Delano Floyd McCoury, 1 February 1939, Bakersville, North Carolina, USA. Guitarist and vocalist Del McCoury is one of the most celebrated keepers of the traditional bluegrass sound, and has enjoyed a long career spanning over five decades.

Raised in Bakersville and Glen Rock, Pennsylvania, McCoury began his music career in the 50s as a banjo player with Keith Daniels And The Blue Ridge Ramblers before moving on to Jack Cooke’s Virginia Mountain Boys. The latter unit was hired to play with bluegrass legend Bill Monroe in 1963, leading to an invite for McCoury to play with Monroe’s Blue Grass Boys. He played guitar and sang lead vocals with Monroe for a short while, making his first appearance on the Grand Ole Opry during the same period. After leaving Monroe in 1964, McCoury worked with bluegrass groups the Golden State Boys (based in California) and the Shady Valley Boys, before launching the Dixie Pals in 1967 with fellow bluegrass players Bill Emerson, Wayne Yates and Billy Baker. McCoury and the Dixie Pals recorded several albums during the 60s and 70s, earning a solid reputation on the bluegrass scene and gigging regularly. Despite this McCoury was forced to work in construction and logging to raise his family and help keep his music career going. His sons Ronnie (mandolin) and Robbie (banjo) began performing with their father during the 80s.

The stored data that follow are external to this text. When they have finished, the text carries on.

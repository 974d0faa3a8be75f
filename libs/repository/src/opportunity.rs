use entity::prelude::*;

use crate::{
    catalog::Catalog,
    query::{self, Facet, Record, Selection},
};

#[derive(Clone, Debug)]
pub struct OpportunityRepository {
    catalog: Catalog<OpportunityEntity>,
}

impl OpportunityRepository {
    pub fn new(records: Vec<OpportunityEntity>) -> Self {
        Self {
            catalog: Catalog::new(records),
        }
    }
}

impl Record for OpportunityEntity {
    fn search_fields(&self) -> Vec<&str> {
        vec![self.title.as_str(), self.organization_name.as_str()]
    }

    fn facet(&self, facet: Facet) -> Option<&str> {
        match facet {
            Facet::Category => Some(self.category.as_str()),
            Facet::Status => Some(self.status.as_ref()),
            Facet::Location => Some(self.location.as_str()),
        }
    }
}

impl OpportunityRepository {
    pub async fn find(&self, selection: &Selection) -> Vec<OpportunityEntity> {
        query::filter(&self.catalog.snapshot().await, selection)
    }

    pub async fn find_by_id(&self, id: &str) -> Option<OpportunityEntity> {
        self.catalog.find(|opportunity| opportunity.id == id).await
    }
}

#[cfg(test)]
mod test {
    use super::*;
    use crate::fixtures;

    fn repository() -> OpportunityRepository {
        OpportunityRepository::new(fixtures::opportunities())
    }

    fn ids(records: &[OpportunityEntity]) -> Vec<&str> {
        records.iter().map(|r| r.id.as_str()).collect()
    }

    #[tokio::test]
    async fn test_find_matches_organization_name() {
        // Act
        let found = repository().find(&Selection::new().search("강남")).await;

        // Assert
        assert_eq!(ids(&found), vec!["1"]);
    }

    #[tokio::test]
    async fn test_find_by_category_and_status() {
        let repo = repository();

        let beauty = repo
            .find(&Selection::new().category("뷰티").status("active"))
            .await;
        let closed = repo.find(&Selection::new().status("closed")).await;

        assert_eq!(ids(&beauty), vec!["3"]);
        assert!(closed.is_empty());
    }

    #[tokio::test]
    async fn test_find_by_id() {
        let repo = repository();

        assert_eq!(
            repo.find_by_id("2").await.map(|o| o.organization_name),
            Some("현대백화점 판교점".to_string())
        );
        assert_eq!(repo.find_by_id("99").await, None);
    }
}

McCoury’s career began to blossom at the end of the 80s, with a new generation of country artists citing his influence on their music. He renamed his backing band the Del McCoury Band in 1987 and began recording for the leading roots label Rounder Records. Notable album releases during this period included Don’t Stop The Music (1988), A Deeper Shade Of Blue (1993) and The Cold Hard Facts (1996), with McCoury mixing traditional and progressive bluegrass styles to great effect. McCoury also recorded with Mac Wiseman and Doc Watson, and in 1999 recorded a superb bluegrass set with Steve Earle (The Mountain). At the end of the 90s he landed a recording contract with Ricky Skaggs’ Ceili Records, making his debut for the label with 1999’s The Family and recording a follow-up in 2001. Thereafter, McCoury began issuing albums through his McCoury Music imprint. McCoury became a member of the Grand Ole Opry in October 2003. Three years later he won his first Grammy Award with the 2005 album The Company We Keep.